Limitations & Future Work¶
- AAD requires simultaneous access to the DPO model and its corresponding SFT checkpoint. Many closed-source models or merged checkpoints cannot use it directly.
- Each token requires two forward passes, roughly halving single-GPU throughput. For long texts or high-concurrency services, it must rely on parallelism, KV cache sharing, or fused kernels to reduce overhead.
- The method is primarily applicable to standard SFT+DPO pipelines. The paper notes mixed results with PPO-trained models, as PPO optimizes an external reward directly and may not preserve the SFT-DPO probability gap that AAD depends on.

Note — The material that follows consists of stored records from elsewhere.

//! The `watch` command: run the fare check on a cron schedule.

use std::sync::Arc;

use farewatch_core::AppConfig;
use tokio_cron_scheduler::{Job, JobScheduler};

/// Registers the recurring fare check and blocks until interrupted.
///
/// The scheduler handle must stay alive for the lifetime of the process;
/// dropping it shuts down all jobs.
///
/// # Errors
///
/// Returns an error if the scheduler cannot be initialised, the cron
/// expression from config is invalid, or the scheduler fails to start.
pub(crate) async fn run(config: AppConfig) -> anyhow::Result<()> {
    let config = Arc::new(config);
    let scheduler = JobScheduler::new().await?;

    let job_config = Arc::clone(&config);
    let job = Job::new_async(config.watch_cron.as_str(), move |_uuid, _lock| {
        let config = Arc::clone(&job_config);
        Box::pin(async move {
            tracing::info!("scheduler: starting fare check");
            run_check(&config).await;
            tracing::info!("scheduler: fare check complete");
        })
    })?;
    scheduler.add(job).await?;
    scheduler.start().await?;

    tracing::info!(cron = %config.watch_cron, "watching fares; press ctrl-c to stop");
    shutdown_signal().await;
    Ok(())
}

/// Drives one scheduled check. Clients are rebuilt per run so a transient
/// construction failure in one run does not wedge the scheduler.
async fn run_check(config: &AppConfig) {
    let clients = match crate::run::build_clients(config) {
        Ok(c) => c,
        Err(e) => {
            tracing::error!(error = %e, "scheduler: failed to build clients");
            return;
        }
    };

    match crate::run::check_deals(config, &clients, None, false).await {
        Ok(totals) => tracing::info!(
            checked = totals.checked,
            deals = totals.deals,
            no_deals = totals.no_deals,
            unavailable = totals.unavailable,
            skipped = totals.skipped,
            failed = totals.failed,
            "scheduler: check run complete"
        ),
        Err(e) => tracing::error!(error = %e, "scheduler: check run failed"),
    }
}

async fn shutdown_signal() {
    let ctrl_c = async {
        tokio::signal::ctrl_c()
            .await
            .expect("failed to listen for ctrl-c");
    };

    #[cfg(unix)]
    let terminate = async {
        tokio::signal::unix::signal(tokio::signal::unix::SignalKind::terminate())
            .expect("failed to install signal handler")
            .recv()
            .await;
    };

    #[cfg(not(unix))]
    let terminate = std::future::pending::<()>();

    tokio::select! {
        () = ctrl_c => {},
        () = terminate => {},
    }
}
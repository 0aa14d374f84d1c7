//! Shared configuration for the farewatch workspace.

mod app_config;
mod config;

pub use app_config::{AppConfig, Environment};
pub use config::{load_app_config, load_app_config_from_env};

use thiserror::Error;

/// Errors raised while loading [`AppConfig`] from the environment.
#[derive(Debug, Error)]
pub enum ConfigError {
    #[error("missing required environment variable: {0}")]
    MissingEnvVar(String),

    #[error("invalid value for {var}: {reason}")]
    InvalidEnvVar { var: String, reason: String },
}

- AAD optimizes the alignment signals learned from existing preference data. If the preference data is biased or the reward oracle is unreliable, AAD might amplify these biases more stably rather than inherently being safer.
Related Work & Insights¶
- vs DPO greedy decoding: Greedy DPO selects the highest probability token, while AAD selects the token most up-weighted by preference optimization relative to SFT that remains credible, thus using alignment signals more directly.

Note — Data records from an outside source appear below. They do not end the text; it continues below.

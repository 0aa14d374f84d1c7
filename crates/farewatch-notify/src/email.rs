//! Email sink over a SendGrid-style mail-send API.

use reqwest::{Client, Url};
use serde::Serialize;

use crate::error::NotifyError;

const DEFAULT_BASE_URL: &str = "https://api.sendgrid.com/";
const MAIL_SEND_PATH: &str = "v3/mail/send";

#[derive(Debug, Serialize)]
struct MailAddress<'a> {
    email: &'a str,
}

#[derive(Debug, Serialize)]
struct Personalization<'a> {
    to: Vec<MailAddress<'a>>,
}

#[derive(Debug, Serialize)]
struct MailContent<'a> {
    #[serde(rename = "type")]
    content_type: &'a str,
    value: &'a str,
}

#[derive(Debug, Serialize)]
struct MailSendRequest<'a> {
    personalizations: Vec<Personalization<'a>>,
    from: MailAddress<'a>,
    subject: &'a str,
    content: Vec<MailContent<'a>>,
}

/// Sends plain-text email through the mail-send API with a bearer key.
pub struct EmailNotifier {
    client: Client,
    api_key: String,
    from: String,
    endpoint: Url,
}

impl EmailNotifier {
    /// Creates a notifier for the production mail API.
    ///
    /// # Errors
    ///
    /// Returns [`NotifyError::Http`] if the underlying `reqwest::Client`
    /// cannot be constructed.
    pub fn new(api_key: &str, from: &str, timeout_secs: u64) -> Result<Self, NotifyError> {
        Self::with_base_url(api_key, from, timeout_secs, DEFAULT_BASE_URL)
    }

    /// Creates a notifier with a custom base URL (for testing with wiremock).
    ///
    /// # Errors
    ///
    /// Returns [`NotifyError::Http`] if the underlying `reqwest::Client`
    /// cannot be constructed, or [`NotifyError::InvalidUrl`] if `base_url`
    /// does not parse.
    pub fn with_base_url(
        api_key: &str,
        from: &str,
        timeout_secs: u64,
        base_url: &str,
    ) -> Result<Self, NotifyError> {
        let client = Client::builder()
            .timeout(std::time::Duration::from_secs(timeout_secs))
            .user_agent("farewatch/0.1 (fare-tracking)")
            .build()?;
        let normalised = format!("{}/", base_url.trim_end_matches('/'));
        let endpoint = Url::parse(&normalised)
            .and_then(|base| base.join(MAIL_SEND_PATH))
            .map_err(|e| NotifyError::InvalidUrl {
                url: normalised.clone(),
                reason: e.to_string(),
            })?;
        Ok(Self {
            client,
            api_key: api_key.to_owned(),
            from: from.to_owned(),
            endpoint,
        })
    }

    /// Sends one plain-text email to every configured recipient.
    ///
    /// # Errors
    ///
    /// - [`NotifyError::NoRecipients`] if `recipients` is empty.
    /// - [`NotifyError::Api`] on a non-2xx response.
    /// - [`NotifyError::Http`] on network failure.
    pub async fn send(
        &self,
        subject: &str,
        body: &str,
        recipients: &[String],
    ) -> Result<(), NotifyError> {
        if recipients.is_empty() {
            return Err(NotifyError::NoRecipients);
        }

        let request = MailSendRequest {
            personalizations: vec![Personalization {
                to: recipients
                    .iter()
                    .map(|r| MailAddress { email: r })
                    .collect(),
            }],
            from: MailAddress { email: &self.from },
            subject,
            content: vec![MailContent {
                content_type: "text/plain",
                value: body,
            }],
        };

        let response = self
            .client
            .post(self.endpoint.clone())
            .bearer_auth(&self.api_key)
            .json(&request)
            .send()
            .await?;

        let status = response.status();
        if !status.is_success() {
            let body = response.text().await?;
            return Err(NotifyError::Api {
                status: status.as_u16(),
                body,
            });
        }

        tracing::debug!(recipients = recipients.len(), "email delivered");
        Ok(())
    }
}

- vs EFT / proxy alignment: EFT also uses probability differences between model pairs for inference-time guidance but is often used to transfer alignment signals to a third base model. AAD focuses on directly improving the DPO model's own decoding.
- vs BoN / reward reranking: BoN requires generating multiple full candidates and relies on a picker reward model. AAD makes local decisions at each token without an extra reward model, with computation similar to Bo2 but stronger results.
- vs contrastive decoding: Traditional CD subtracts weaker model logits to reduce common errors. AAD subtracts the exact SFT reference, aiming not to "oppose weak models" but to explicitly extract the preference increment learned by DPO.
Rating¶
- Novelty: ⭐⭐⭐⭐ Using the DPO/SFT probability ratio for decoding is not complex, but the combination of theoretical explanation and engineering constraints is elegant.
- Experimental Thoroughness: ⭐⭐⭐⭐⭐ Covers multiple preference datasets, Llama/Qwen/OLMo, external oracles, AlpacaEval, human evaluation, and data scarcity settings; verification is solid.
- Writing Quality: ⭐⭐⭐⭐ Clear narrative where formula derivations serve the method; figure/table numbering and extensive appendix results require some cross-referencing.
- Value: ⭐⭐⭐⭐⭐ Highly practical for open-source DPO model deployment and highlights that inference-time alignment can fully exploit reference-model information left behind by training.